*WHAT TO DO*
Look through the listing underneath for "values", and copy every line that has it.

[DATA UNDER STUDY Boundary: Start]

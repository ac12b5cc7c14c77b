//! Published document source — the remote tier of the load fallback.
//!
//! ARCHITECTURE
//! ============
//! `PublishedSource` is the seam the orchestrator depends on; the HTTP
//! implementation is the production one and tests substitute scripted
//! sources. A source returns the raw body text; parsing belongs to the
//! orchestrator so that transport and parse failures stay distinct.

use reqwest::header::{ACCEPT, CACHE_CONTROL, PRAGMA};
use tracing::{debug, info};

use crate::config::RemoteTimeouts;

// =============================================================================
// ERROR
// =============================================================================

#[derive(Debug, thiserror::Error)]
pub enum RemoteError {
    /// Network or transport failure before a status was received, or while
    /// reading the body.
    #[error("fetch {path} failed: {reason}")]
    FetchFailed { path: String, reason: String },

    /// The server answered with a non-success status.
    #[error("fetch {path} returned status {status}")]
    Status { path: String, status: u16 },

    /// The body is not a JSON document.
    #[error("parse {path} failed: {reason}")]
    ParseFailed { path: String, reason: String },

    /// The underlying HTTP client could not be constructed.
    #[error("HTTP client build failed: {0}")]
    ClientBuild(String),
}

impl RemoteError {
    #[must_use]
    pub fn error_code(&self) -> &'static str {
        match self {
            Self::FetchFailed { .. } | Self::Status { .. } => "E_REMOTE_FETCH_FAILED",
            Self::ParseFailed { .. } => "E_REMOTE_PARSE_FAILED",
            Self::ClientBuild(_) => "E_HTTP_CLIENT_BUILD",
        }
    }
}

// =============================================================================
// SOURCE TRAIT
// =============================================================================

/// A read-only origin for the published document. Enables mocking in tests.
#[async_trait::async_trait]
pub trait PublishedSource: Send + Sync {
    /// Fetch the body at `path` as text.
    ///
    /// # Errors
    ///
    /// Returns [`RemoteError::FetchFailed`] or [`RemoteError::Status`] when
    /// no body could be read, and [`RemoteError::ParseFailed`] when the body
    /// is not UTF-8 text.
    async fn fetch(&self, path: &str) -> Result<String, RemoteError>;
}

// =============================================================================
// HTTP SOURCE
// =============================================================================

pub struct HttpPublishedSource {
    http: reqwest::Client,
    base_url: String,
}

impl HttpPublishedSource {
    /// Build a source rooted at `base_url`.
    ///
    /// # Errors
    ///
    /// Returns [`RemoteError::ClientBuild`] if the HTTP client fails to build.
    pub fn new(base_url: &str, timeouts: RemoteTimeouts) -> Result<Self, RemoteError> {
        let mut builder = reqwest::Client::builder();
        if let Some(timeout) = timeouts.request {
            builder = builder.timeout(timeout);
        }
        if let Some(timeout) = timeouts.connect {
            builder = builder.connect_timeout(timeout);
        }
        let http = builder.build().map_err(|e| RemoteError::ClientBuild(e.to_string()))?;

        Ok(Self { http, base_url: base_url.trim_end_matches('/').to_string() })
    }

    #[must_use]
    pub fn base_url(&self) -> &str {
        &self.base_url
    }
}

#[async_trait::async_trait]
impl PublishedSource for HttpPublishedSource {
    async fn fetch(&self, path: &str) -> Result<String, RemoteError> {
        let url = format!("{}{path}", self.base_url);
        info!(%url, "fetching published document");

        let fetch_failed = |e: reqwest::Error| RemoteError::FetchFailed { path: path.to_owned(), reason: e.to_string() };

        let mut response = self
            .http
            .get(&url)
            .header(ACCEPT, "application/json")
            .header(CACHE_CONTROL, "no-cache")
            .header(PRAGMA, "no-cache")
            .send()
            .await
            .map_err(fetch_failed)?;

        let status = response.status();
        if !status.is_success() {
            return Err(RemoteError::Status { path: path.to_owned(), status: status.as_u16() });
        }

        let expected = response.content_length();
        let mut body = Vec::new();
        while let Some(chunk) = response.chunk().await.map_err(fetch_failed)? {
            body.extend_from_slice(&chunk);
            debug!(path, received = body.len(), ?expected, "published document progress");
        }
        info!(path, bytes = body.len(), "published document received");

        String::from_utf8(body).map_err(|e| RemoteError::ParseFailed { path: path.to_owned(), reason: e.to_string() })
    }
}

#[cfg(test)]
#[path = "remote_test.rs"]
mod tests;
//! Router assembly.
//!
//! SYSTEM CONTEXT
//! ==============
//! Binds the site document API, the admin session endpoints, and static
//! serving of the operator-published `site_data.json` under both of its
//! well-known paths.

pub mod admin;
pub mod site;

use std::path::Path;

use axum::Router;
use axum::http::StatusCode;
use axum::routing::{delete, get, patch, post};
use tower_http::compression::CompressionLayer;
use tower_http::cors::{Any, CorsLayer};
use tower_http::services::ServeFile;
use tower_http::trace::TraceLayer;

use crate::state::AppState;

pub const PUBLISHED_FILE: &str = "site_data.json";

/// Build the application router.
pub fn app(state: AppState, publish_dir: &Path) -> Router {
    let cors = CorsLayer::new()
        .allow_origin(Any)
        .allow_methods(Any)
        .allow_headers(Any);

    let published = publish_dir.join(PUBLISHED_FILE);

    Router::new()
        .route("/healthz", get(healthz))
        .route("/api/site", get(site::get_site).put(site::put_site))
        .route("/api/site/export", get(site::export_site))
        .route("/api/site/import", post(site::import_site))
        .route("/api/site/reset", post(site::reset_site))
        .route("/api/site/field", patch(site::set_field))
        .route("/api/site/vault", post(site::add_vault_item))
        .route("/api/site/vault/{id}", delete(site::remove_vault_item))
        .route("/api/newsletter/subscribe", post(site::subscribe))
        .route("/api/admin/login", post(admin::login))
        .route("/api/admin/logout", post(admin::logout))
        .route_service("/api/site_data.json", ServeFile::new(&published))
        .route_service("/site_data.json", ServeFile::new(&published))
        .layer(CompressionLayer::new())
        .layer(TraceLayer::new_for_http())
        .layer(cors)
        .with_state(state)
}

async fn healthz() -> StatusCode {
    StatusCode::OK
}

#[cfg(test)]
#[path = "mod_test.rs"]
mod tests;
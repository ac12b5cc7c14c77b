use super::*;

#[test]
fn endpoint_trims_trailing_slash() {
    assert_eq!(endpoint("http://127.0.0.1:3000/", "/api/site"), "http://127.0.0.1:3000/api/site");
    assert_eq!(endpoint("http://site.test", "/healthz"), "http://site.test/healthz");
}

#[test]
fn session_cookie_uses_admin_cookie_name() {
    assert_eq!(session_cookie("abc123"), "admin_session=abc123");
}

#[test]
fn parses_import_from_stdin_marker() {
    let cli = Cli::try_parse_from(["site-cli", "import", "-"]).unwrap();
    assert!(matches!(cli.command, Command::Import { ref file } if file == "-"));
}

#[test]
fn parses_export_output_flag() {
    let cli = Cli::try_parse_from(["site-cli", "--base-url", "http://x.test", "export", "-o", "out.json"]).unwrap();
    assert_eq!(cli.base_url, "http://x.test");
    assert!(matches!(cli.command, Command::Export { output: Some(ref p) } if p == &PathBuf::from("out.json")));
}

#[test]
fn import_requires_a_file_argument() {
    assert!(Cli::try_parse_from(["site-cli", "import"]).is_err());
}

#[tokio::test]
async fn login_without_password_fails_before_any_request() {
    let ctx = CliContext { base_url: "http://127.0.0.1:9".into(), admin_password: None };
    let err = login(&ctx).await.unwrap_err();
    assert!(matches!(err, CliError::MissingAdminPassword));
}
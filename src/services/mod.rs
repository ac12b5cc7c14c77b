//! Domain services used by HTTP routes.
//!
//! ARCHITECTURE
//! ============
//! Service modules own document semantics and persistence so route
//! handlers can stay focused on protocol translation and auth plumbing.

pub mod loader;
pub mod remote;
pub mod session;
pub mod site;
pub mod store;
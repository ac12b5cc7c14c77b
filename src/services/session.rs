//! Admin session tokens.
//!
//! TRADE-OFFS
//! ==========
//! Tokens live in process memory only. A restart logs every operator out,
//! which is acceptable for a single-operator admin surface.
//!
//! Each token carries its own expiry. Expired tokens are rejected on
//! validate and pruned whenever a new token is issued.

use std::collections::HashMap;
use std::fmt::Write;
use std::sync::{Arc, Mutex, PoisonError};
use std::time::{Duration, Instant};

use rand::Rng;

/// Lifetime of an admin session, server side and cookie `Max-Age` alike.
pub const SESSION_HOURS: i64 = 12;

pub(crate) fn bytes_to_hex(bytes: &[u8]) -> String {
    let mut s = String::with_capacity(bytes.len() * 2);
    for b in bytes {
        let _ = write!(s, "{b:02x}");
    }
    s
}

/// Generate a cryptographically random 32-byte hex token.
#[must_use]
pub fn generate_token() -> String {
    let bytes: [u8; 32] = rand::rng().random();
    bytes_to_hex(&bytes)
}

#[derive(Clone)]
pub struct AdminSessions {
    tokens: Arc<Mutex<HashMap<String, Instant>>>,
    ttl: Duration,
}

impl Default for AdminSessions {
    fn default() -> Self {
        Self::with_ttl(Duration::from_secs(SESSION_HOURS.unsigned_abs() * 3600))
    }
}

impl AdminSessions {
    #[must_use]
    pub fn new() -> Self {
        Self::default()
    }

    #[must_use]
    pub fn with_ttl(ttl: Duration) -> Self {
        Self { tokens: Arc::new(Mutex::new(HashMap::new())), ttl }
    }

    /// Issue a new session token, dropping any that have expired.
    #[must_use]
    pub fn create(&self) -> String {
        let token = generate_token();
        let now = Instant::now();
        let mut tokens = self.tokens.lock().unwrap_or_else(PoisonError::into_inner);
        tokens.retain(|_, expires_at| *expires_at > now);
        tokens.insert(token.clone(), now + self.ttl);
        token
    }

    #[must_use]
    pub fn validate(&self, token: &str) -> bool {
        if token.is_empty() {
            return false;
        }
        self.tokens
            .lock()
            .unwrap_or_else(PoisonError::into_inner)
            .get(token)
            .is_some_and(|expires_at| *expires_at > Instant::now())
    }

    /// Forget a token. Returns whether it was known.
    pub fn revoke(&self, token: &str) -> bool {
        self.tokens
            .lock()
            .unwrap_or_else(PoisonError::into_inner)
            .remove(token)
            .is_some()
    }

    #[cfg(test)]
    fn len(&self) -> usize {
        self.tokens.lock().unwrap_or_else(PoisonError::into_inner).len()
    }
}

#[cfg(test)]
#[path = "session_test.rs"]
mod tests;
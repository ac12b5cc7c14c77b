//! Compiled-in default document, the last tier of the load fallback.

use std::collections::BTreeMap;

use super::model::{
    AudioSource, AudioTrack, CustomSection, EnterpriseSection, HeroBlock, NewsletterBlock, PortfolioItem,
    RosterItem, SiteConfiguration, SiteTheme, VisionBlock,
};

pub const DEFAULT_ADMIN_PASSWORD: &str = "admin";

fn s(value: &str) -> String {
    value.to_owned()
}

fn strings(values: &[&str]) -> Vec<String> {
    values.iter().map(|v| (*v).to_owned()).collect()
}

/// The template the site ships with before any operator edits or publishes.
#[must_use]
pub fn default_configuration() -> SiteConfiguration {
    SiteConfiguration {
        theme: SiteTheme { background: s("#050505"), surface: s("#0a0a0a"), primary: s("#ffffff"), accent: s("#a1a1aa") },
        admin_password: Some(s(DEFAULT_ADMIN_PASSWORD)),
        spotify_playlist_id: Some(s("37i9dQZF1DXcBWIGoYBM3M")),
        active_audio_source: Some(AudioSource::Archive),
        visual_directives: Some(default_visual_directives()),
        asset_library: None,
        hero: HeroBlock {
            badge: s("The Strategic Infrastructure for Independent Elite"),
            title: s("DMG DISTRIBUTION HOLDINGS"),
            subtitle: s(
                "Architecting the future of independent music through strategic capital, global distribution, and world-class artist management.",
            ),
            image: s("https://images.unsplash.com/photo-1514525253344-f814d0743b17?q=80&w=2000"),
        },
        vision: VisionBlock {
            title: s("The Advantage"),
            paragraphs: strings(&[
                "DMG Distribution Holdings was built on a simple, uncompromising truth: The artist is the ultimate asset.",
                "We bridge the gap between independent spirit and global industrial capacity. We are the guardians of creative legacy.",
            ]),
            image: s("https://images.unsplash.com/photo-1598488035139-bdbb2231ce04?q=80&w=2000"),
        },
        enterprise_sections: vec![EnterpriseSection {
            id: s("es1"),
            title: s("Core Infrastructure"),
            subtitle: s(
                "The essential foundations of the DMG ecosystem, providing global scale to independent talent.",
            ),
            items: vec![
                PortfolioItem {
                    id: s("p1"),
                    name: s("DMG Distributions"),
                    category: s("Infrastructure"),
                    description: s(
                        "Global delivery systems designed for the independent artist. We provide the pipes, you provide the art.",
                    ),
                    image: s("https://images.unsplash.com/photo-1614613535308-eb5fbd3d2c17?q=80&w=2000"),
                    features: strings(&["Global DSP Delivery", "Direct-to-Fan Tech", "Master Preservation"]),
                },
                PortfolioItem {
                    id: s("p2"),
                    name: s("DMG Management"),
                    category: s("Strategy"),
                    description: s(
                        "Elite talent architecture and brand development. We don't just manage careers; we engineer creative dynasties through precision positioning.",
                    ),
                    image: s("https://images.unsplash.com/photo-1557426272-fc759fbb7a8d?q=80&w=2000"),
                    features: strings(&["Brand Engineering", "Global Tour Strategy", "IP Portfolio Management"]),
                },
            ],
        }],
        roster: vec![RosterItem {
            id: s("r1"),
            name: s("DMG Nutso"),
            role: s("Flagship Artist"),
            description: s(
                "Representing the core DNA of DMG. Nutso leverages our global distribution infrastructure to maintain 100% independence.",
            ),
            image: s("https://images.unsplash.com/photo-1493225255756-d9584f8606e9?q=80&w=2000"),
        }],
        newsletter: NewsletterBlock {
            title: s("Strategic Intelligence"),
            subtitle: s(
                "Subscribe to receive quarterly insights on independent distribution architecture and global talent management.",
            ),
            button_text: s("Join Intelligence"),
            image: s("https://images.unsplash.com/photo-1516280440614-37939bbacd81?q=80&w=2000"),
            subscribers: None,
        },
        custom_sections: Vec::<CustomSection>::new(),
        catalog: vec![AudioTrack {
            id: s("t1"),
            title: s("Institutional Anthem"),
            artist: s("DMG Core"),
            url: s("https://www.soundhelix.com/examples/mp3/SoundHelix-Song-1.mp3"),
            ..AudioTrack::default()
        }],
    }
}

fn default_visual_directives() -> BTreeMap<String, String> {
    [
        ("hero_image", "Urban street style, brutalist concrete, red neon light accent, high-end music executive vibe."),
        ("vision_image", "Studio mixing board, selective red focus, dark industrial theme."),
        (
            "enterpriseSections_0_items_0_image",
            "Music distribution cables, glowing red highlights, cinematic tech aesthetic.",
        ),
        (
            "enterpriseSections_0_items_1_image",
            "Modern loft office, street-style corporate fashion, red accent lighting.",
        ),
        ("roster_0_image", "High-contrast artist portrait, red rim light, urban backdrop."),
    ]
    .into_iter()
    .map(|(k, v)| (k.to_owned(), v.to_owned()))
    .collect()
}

[DATA UNDER STUDY Boundary: End]

*SOLVED PROBLEM*
fn strings(values: &[&str]) -> Vec<String> {
    values.iter().map(|v| (*v).to_owned()).collect()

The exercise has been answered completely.